● **TASK PROMPT**: What lines of the data below hold "Debug"? Show them.

----- DATASET EXCERPTS -----

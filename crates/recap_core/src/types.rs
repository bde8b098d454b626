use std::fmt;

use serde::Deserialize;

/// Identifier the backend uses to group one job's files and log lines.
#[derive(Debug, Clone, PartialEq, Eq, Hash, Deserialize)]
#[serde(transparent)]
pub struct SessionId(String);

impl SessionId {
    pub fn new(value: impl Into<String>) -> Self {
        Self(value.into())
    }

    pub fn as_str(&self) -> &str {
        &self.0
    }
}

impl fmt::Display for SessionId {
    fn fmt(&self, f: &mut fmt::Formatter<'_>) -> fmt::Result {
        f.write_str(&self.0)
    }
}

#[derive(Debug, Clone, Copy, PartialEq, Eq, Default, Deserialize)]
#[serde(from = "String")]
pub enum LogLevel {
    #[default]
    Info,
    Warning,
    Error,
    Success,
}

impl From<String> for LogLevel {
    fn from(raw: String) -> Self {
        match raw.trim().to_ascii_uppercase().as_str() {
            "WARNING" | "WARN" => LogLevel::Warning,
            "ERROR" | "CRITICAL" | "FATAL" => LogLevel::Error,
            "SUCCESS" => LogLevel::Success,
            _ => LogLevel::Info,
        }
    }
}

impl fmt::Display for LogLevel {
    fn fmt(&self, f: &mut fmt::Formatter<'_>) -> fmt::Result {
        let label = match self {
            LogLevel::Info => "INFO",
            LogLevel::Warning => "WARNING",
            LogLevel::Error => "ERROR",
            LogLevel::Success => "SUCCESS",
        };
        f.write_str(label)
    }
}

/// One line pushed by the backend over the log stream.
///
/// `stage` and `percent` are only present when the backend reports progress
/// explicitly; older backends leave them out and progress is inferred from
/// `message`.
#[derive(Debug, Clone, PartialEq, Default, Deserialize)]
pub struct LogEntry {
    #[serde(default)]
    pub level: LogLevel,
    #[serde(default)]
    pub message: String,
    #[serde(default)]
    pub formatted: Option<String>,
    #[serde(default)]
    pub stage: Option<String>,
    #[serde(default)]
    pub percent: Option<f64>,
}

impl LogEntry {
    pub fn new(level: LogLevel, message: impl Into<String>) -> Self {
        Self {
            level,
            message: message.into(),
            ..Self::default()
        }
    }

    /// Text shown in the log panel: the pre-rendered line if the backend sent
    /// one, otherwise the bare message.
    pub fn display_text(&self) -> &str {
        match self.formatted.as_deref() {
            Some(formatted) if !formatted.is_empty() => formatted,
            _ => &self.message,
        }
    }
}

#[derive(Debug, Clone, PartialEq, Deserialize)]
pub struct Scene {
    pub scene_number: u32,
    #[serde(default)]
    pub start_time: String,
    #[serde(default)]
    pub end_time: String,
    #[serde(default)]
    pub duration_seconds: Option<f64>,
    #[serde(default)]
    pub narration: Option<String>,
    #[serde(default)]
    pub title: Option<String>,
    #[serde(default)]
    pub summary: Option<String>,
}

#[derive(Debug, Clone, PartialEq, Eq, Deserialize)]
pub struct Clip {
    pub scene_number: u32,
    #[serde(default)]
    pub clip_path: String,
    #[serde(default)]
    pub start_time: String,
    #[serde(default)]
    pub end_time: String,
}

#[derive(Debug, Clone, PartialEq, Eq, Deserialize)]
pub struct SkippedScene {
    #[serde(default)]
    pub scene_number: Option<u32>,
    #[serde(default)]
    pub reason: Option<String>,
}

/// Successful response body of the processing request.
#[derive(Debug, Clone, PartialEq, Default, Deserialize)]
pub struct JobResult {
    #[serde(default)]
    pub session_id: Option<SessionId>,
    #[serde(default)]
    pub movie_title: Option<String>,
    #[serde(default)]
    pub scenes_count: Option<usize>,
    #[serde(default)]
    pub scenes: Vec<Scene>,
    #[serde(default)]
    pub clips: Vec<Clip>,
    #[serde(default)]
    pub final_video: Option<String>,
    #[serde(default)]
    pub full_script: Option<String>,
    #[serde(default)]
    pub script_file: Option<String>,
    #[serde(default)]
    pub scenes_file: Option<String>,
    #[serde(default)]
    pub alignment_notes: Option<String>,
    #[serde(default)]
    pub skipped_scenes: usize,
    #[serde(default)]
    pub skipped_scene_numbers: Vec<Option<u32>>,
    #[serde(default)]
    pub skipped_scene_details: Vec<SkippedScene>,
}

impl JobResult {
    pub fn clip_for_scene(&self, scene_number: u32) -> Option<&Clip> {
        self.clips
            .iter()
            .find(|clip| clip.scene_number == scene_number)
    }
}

-----

● **ANSWER**:
#[derive(Debug, Clone, PartialEq, Eq, Hash, Deserialize)]
#[derive(Debug, Clone, Copy, PartialEq, Eq, Default, Deserialize)]
#[derive(Debug, Clone, PartialEq, Default, Deserialize)]
#[derive(Debug, Clone, PartialEq, Deserialize)]
#[derive(Debug, Clone, PartialEq, Eq, Deserialize)]
#[derive(Debug, Clone, PartialEq, Eq, Deserialize)]
#[derive(Debug, Clone, PartialEq, Default, Deserialize)]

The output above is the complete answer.